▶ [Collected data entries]

▬▬▬▬▬▬

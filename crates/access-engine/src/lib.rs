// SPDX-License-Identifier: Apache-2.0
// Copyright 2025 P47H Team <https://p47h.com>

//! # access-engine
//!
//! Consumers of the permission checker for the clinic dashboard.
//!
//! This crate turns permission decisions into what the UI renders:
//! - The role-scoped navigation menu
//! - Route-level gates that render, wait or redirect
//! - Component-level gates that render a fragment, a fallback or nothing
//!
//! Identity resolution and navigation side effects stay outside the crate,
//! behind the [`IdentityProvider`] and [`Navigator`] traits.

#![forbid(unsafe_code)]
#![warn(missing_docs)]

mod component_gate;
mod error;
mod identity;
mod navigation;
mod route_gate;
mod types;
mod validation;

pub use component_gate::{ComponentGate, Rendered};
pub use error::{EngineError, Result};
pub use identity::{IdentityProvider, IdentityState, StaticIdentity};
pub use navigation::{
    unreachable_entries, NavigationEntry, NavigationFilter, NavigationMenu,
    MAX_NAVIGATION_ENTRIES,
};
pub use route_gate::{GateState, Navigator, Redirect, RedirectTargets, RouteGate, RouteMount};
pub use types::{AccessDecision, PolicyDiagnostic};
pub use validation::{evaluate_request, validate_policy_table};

▬▬▬▬▬▬

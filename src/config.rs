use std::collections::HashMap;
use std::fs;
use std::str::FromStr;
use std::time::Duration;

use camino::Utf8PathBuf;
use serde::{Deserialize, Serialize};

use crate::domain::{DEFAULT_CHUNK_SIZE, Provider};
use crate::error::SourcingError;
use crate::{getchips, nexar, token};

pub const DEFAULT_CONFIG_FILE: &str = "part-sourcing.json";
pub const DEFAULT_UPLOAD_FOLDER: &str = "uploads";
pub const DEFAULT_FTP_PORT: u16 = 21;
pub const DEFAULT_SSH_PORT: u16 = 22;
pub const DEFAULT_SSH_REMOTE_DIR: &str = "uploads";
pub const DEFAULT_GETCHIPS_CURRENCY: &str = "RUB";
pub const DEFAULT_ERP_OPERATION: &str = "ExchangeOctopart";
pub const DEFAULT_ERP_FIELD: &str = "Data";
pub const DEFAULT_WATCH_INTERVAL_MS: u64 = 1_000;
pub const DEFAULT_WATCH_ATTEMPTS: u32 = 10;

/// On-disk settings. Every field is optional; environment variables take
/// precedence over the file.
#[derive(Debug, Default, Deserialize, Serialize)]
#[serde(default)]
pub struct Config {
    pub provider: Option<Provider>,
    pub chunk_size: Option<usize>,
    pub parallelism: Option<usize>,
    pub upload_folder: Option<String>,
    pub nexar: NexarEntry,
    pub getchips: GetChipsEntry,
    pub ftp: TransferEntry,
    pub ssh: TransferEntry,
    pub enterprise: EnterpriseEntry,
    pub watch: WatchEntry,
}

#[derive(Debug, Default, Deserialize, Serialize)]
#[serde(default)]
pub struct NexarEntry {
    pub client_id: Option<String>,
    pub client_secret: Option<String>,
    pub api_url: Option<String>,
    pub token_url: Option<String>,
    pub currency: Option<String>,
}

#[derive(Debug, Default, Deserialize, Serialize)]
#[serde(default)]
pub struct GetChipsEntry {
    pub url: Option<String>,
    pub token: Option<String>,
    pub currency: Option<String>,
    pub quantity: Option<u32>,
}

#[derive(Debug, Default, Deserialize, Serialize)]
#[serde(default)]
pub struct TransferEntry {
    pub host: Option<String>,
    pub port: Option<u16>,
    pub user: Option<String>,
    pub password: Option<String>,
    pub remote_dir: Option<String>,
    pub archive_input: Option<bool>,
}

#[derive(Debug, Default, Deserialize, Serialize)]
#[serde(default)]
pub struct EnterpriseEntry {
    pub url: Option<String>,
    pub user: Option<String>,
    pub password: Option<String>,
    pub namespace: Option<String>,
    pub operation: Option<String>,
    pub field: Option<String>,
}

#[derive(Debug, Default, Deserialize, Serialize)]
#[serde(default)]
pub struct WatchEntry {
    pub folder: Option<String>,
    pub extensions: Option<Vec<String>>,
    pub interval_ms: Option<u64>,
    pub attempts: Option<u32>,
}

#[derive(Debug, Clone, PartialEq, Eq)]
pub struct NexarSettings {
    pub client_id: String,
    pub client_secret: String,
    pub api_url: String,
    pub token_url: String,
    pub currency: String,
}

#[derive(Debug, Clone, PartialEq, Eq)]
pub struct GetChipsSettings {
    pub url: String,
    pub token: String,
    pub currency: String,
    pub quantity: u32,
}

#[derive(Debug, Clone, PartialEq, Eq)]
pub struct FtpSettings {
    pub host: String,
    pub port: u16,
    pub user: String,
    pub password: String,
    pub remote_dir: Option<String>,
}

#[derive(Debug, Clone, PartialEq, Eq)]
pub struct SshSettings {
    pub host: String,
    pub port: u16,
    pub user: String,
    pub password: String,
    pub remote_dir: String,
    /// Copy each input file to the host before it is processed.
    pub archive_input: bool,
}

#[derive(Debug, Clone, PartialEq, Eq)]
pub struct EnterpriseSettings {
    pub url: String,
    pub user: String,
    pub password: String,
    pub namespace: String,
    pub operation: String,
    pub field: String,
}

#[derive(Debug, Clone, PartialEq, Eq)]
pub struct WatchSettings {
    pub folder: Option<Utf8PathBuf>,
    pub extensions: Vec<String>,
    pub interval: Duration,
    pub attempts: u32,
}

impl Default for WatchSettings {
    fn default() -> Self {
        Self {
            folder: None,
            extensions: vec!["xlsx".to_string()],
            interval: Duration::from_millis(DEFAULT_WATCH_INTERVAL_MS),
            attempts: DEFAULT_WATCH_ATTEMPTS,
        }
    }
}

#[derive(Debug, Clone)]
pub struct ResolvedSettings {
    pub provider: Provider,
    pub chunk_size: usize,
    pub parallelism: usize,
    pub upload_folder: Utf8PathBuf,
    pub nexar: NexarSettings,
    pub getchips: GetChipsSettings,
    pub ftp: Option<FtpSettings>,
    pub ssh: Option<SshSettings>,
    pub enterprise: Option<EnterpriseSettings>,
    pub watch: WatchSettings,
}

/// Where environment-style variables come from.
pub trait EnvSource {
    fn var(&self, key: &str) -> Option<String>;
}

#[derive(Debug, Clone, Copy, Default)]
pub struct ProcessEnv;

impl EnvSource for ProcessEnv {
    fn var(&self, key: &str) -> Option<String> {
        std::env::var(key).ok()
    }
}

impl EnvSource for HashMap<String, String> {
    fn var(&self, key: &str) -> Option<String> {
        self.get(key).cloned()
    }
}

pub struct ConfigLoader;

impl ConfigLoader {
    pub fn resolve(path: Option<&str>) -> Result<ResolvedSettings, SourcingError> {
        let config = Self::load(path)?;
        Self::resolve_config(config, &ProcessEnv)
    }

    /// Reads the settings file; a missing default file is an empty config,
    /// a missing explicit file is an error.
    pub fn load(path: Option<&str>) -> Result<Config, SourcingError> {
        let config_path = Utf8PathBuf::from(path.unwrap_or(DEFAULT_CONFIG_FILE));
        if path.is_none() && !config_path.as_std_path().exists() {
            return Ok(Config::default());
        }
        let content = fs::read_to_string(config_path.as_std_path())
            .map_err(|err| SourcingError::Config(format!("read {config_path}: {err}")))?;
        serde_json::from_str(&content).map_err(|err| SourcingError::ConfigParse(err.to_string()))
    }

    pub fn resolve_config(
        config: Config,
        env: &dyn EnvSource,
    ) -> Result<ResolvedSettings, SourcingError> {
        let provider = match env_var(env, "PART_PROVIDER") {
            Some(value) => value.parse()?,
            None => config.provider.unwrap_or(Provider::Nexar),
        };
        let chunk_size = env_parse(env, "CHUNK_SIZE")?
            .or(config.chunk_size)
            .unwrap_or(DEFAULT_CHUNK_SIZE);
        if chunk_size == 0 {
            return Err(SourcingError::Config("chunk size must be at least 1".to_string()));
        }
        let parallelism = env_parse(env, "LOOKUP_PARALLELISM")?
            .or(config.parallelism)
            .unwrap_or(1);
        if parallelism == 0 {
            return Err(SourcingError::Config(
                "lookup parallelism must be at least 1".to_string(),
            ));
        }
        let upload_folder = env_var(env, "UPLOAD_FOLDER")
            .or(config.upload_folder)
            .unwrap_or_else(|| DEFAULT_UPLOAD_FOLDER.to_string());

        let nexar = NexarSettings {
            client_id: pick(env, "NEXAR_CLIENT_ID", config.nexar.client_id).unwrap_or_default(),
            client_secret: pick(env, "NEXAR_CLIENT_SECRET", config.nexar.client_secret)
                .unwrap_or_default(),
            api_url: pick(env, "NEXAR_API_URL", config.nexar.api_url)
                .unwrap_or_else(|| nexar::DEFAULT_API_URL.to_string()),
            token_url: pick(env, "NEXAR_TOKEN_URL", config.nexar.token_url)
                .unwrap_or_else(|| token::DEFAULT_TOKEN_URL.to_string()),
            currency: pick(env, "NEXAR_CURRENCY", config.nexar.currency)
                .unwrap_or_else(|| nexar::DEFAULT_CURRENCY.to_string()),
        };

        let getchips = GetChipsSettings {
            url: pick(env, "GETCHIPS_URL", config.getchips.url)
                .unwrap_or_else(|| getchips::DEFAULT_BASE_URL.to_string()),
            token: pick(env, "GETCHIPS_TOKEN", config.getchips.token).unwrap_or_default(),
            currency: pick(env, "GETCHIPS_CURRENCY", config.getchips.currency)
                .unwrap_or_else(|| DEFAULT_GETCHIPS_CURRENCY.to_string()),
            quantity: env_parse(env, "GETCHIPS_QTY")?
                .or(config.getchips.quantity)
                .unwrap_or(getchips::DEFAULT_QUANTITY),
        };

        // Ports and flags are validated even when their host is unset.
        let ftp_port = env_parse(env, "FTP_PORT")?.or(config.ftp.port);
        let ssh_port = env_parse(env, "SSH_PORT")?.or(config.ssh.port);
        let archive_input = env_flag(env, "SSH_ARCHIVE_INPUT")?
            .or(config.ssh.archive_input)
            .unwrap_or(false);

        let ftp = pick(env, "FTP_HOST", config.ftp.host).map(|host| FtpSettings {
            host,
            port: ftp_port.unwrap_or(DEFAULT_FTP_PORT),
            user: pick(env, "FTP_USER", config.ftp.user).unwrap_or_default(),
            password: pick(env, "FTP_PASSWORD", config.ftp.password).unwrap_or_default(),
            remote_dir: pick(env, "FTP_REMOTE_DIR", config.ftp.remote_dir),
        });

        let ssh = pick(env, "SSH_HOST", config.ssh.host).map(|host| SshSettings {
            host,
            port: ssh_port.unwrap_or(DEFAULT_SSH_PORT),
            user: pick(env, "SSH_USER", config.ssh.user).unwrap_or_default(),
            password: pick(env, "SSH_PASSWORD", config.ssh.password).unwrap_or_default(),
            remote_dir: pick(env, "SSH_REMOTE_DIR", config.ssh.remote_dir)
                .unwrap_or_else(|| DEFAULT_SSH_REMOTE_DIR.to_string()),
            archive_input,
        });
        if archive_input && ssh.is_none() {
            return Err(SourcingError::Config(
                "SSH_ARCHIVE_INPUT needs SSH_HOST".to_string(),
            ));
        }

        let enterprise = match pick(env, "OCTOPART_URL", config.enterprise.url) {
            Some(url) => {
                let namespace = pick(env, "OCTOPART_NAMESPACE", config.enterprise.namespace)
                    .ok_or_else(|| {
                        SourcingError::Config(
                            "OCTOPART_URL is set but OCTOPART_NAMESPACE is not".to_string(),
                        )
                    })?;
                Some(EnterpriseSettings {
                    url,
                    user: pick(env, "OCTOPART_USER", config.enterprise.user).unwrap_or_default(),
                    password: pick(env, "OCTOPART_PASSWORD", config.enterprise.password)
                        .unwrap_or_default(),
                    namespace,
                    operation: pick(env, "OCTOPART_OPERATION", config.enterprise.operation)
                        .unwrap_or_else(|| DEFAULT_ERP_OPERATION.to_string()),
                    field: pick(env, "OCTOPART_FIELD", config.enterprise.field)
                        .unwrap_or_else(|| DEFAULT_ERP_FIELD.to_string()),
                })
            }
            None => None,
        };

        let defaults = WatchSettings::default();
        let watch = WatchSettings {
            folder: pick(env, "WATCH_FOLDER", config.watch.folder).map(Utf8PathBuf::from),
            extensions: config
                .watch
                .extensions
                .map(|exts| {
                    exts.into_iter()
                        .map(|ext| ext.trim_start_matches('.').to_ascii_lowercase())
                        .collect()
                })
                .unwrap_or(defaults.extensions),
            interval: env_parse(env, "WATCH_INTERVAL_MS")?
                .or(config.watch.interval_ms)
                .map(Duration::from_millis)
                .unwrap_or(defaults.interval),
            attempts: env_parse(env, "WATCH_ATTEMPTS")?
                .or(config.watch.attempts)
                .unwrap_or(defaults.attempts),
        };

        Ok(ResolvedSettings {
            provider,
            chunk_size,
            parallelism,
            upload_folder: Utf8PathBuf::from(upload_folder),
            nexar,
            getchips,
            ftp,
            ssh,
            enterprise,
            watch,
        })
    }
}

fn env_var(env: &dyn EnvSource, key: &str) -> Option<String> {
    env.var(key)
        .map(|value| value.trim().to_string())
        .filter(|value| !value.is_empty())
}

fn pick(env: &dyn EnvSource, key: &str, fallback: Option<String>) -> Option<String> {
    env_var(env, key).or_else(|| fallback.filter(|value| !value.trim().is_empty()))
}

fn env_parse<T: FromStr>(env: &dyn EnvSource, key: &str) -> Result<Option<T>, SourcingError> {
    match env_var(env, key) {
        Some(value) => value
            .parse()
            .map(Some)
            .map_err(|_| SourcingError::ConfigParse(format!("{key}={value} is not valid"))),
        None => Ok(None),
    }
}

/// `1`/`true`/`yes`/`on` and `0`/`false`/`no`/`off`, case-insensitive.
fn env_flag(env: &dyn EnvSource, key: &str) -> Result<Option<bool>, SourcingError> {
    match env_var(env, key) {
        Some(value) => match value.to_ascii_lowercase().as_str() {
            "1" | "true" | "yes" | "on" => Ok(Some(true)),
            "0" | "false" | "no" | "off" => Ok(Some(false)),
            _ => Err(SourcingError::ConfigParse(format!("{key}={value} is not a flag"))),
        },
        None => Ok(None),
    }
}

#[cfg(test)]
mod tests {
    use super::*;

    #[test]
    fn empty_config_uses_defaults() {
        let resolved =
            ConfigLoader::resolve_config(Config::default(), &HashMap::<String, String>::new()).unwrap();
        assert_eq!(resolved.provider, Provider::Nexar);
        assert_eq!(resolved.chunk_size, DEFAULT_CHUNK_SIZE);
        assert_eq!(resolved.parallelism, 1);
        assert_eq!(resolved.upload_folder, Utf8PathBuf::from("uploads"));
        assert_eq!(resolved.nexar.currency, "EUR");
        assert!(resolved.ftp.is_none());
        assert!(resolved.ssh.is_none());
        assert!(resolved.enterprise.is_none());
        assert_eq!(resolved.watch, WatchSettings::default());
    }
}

▬▬▬▬▬▬

▶ [WORK ITEM] After checking the entries, state how many lines contain "true", and write nothing but the number.

▶ [ANSWER AREA] 2